SF Chronicle: For stories on space power, wave power, etc — who you gonna call?
Wednesday, April 15th, 2009
The Tracker opened the local paper yesterday. The brow furrowed. The Chronicle‘s business writer David R. Baker, a new byline for energy stories, had a front page spread on a new proposal to get an old idea w-a-a-a-a-y off the ground: capture solar energy in space with photovoltaic arrays or maybe thermal generators and beam the energy down via microwave. He writes with a good, clean style. The news peg is legit: one of the state’s largest utility companies has agreed to buy power from a Manhattan Beach start-up company that proposes just such a thing.

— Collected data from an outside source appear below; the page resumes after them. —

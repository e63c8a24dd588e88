pub mod index;
pub mod memory;
pub mod query;

pub use index::{
    datasource_id, DatasourceDescriptor, FacetDescriptor, IndexDescriptor, IndexField,
    ProcessorDescriptor,
};
pub use memory::{IndexedDocument, MemoryBackend};
pub use query::{
    BackendError, Condition, ConditionOperator, Query, ResultItem, ResultSet, SearchBackend,
    SortClause, SortDirection, DATASOURCE_FIELD,
};
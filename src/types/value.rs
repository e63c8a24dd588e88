use std::fmt;

use serde::{Deserialize, Serialize};

/// A single scalar filter value.
///
/// Values compare by their canonical string form when matched against
/// indexed content, so `Integer(5)` and `String("5")` select the same items.
#[derive(Debug, Clone, PartialEq, Eq, PartialOrd, Ord, Hash, Serialize, Deserialize)]
#[serde(untagged)]
pub enum FilterValue {
    Boolean(bool),
    Integer(i64),
    String(String),
}

impl FilterValue {
    pub fn canonical(&self) -> String {
        match self {
            FilterValue::Boolean(true) => "1".to_string(),
            FilterValue::Boolean(false) => "0".to_string(),
            FilterValue::Integer(i) => i.to_string(),
            FilterValue::String(s) => s.clone(),
        }
    }

    pub fn as_str(&self) -> Option<&str> {
        match self {
            FilterValue::String(s) => Some(s),
            _ => None,
        }
    }

    pub fn same_as(&self, other: &FilterValue) -> bool {
        self == other || self.canonical() == other.canonical()
    }

    /// Convert a JSON scalar into a filter value. Non-scalars are rejected.
    pub fn from_json(value: &serde_json::Value) -> Option<Self> {
        match value {
            serde_json::Value::Bool(b) => Some(FilterValue::Boolean(*b)),
            serde_json::Value::Number(n) => n.as_i64().map(FilterValue::Integer),
            serde_json::Value::String(s) => Some(FilterValue::String(s.clone())),
            _ => None,
        }
    }
}

impl fmt::Display for FilterValue {
    fn fmt(&self, f: &mut fmt::Formatter<'_>) -> fmt::Result {
        f.write_str(&self.canonical())
    }
}

impl From<&str> for FilterValue {
    fn from(value: &str) -> Self {
        FilterValue::String(value.to_string())
    }
}

impl From<String> for FilterValue {
    fn from(value: String) -> Self {
        FilterValue::String(value)
    }
}

impl From<i64> for FilterValue {
    fn from(value: i64) -> Self {
        FilterValue::Integer(value)
    }
}

impl From<bool> for FilterValue {
    fn from(value: bool) -> Self {
        FilterValue::Boolean(value)
    }
}
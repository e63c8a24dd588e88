mod common;

use std::sync::{Arc, Mutex};

use facet_lists::backend::{DatasourceDescriptor, FacetDescriptor, IndexDescriptor};
use facet_lists::source::{CatalogueService, IndexRepository, ListSourceCatalogue};
use facet_lists::types::SearchId;

use common::{facets, index, FixtureRepository, ARTICLE_SOURCE};

/// Repository whose contents can change between catalogue builds.
struct MutableRepository {
    indexes: Mutex<Vec<IndexDescriptor>>,
    facets: Vec<FacetDescriptor>,
    bundles: Vec<String>,
}

impl IndexRepository for MutableRepository {
    fn indexes(&self) -> Vec<IndexDescriptor> {
        self.indexes.lock().expect("lock").clone()
    }

    fn facets(&self) -> Vec<FacetDescriptor> {
        self.facets.clone()
    }

    fn bundles(&self, entity_type: &str) -> Vec<String> {
        if entity_type == "media" {
            self.bundles.clone()
        } else {
            Vec::new()
        }
    }
}

#[test]
fn search_id_is_derived_from_entity_type_and_bundle() {
    assert_eq!(SearchId::for_bundle("node", "article").as_str(), ARTICLE_SOURCE);
    assert_eq!(SearchId::for_bundle("node", "article"), SearchId::for_bundle("node", "article"));
    assert_ne!(SearchId::for_bundle("node", "article"), SearchId::for_bundle("node", "page"));
}

#[test]
fn one_list_source_per_indexed_bundle() {
    let catalogue = ListSourceCatalogue::build(&FixtureRepository {
        indexes: vec![index()],
        facets: facets(),
    });

    assert_eq!(catalogue.len(), 2);

    let article = catalogue.get("node", "article").expect("article source");
    assert_eq!(article.search_id().as_str(), ARTICLE_SOURCE);
    assert_eq!(article.bundle_key(), Some("type"));
    assert_eq!(article.index().id, "content");

    let filters = article.available_filters();
    assert_eq!(
        filters.keys().map(String::as_str).collect::<Vec<_>>(),
        vec!["created", "parents", "tags", "topic"]
    );
    assert_eq!(filters["topic"], "Topic");

    let page = catalogue.get("node", "page").expect("page source");
    assert_eq!(page.available_filters().len(), 1);

    assert!(catalogue.get("node", "event").is_none());
    assert!(catalogue
        .by_search_id(&SearchId::for_bundle("node", "page"))
        .is_some());
}

#[test]
fn disabled_indexes_are_skipped_and_first_index_wins() {
    let mut disabled = index();
    disabled.id = "aaa_disabled".to_string();
    disabled.enabled = false;

    let mut duplicate = index();
    duplicate.id = "zzz_duplicate".to_string();

    let catalogue = ListSourceCatalogue::build(&FixtureRepository {
        indexes: vec![duplicate, disabled, index()],
        facets: facets(),
    });

    assert_eq!(catalogue.len(), 2);
    for source in catalogue.list_sources() {
        assert_eq!(source.index().id, "content");
    }
}

#[test]
fn unselected_bundles_come_from_the_repository() {
    let repository = MutableRepository {
        indexes: Mutex::new(vec![IndexDescriptor::new("media").with_datasource(DatasourceDescriptor {
            entity_type: "media".to_string(),
            bundles: Vec::new(),
            bundle_key: Some("bundle".to_string()),
        })]),
        facets: Vec::new(),
        bundles: vec!["image".to_string(), "video".to_string()],
    };

    let catalogue = ListSourceCatalogue::build(&repository);
    assert!(catalogue.get("media", "image").is_some());
    assert!(catalogue.get("media", "video").is_some());
    assert_eq!(catalogue.len(), 2);
}

#[test]
fn snapshot_is_built_once_and_swapped_on_rebuild() {
    let repository = Arc::new(MutableRepository {
        indexes: Mutex::new(vec![index()]),
        facets: facets(),
        bundles: Vec::new(),
    });
    let service = CatalogueService::new(repository.clone());

    let first = service.snapshot();
    let again = service.snapshot();
    assert!(Arc::ptr_eq(&first, &again));
    assert_eq!(first.len(), 2);

    repository.indexes.lock().expect("lock").clear();
    // Still the old snapshot until told otherwise.
    assert_eq!(service.snapshot().len(), 2);

    service.on_index_changed();
    let rebuilt = service.snapshot();
    assert!(!Arc::ptr_eq(&first, &rebuilt));
    assert!(rebuilt.is_empty());

    // Readers holding the old snapshot are unaffected.
    assert_eq!(first.len(), 2);
    assert!(first.get("node", "article").is_some());
}

#[test]
fn readers_see_a_complete_snapshot_during_rebuilds() {
    let repository = Arc::new(MutableRepository {
        indexes: Mutex::new(vec![index()]),
        facets: facets(),
        bundles: Vec::new(),
    });
    let service = CatalogueService::new(repository.clone());
    assert_eq!(service.snapshot().len(), 2);

    std::thread::scope(|scope| {
        for _ in 0..4 {
            scope.spawn(|| {
                for _ in 0..200 {
                    let snapshot = service.snapshot();
                    match snapshot.len() {
                        0 => assert!(snapshot.get("node", "article").is_none()),
                        2 => assert!(snapshot.get("node", "article").is_some()),
                        n => panic!("partial catalogue with {n} sources"),
                    }
                }
            });
        }
        for round in 0..20 {
            let next = if round % 2 == 0 { Vec::new() } else { vec![index()] };
            *repository.indexes.lock().expect("lock") = next;
            service.on_index_changed();
        }
    });
}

All the company needs to do, one thinks, is raise the necessary billions from our time’s loan-leery financial big boys, decide what kind of crystalline or thin film or unobtainium or other material to use for the PV, build a prototype on the ground, hire a giant rocket launch company, do some test flights, get its (modest – 200 megawatt) power station into far orbit, and have a set of antennas all built on the ground – with permits from local authorities – to convert the power back into electricity. AND do it in seven years or so to meet the proposal’s specs. Right. Oddly, in a region lousy with genuine authorities on space photovoltaics and rocketry economics, Baker called a man at the Natural Resources Defense Council as his only outside expert to assess this idea’s feasibility and hurdles. The NRDC fellow said nothing dumb but let’s hear from an actual, ace technologist or scientist or two or three. That’d be professors, academicians with a lab or other facility where they do relevant work, etc. and are positioned to assess whether this idea is even remotely possible and simultaneously, plausibly profitable. Tracker can think of several of them, off the top of his head, who could have weighed in sagely. I don’t know for sure whether this proposal is sound or not. It’s possible in seven years (almost inevitably doable, eventually). But the b.s. meter is blinking. Other outlets were carrying the story so Baker was in a hurry – but this could have waited a day and gotten a deeper look.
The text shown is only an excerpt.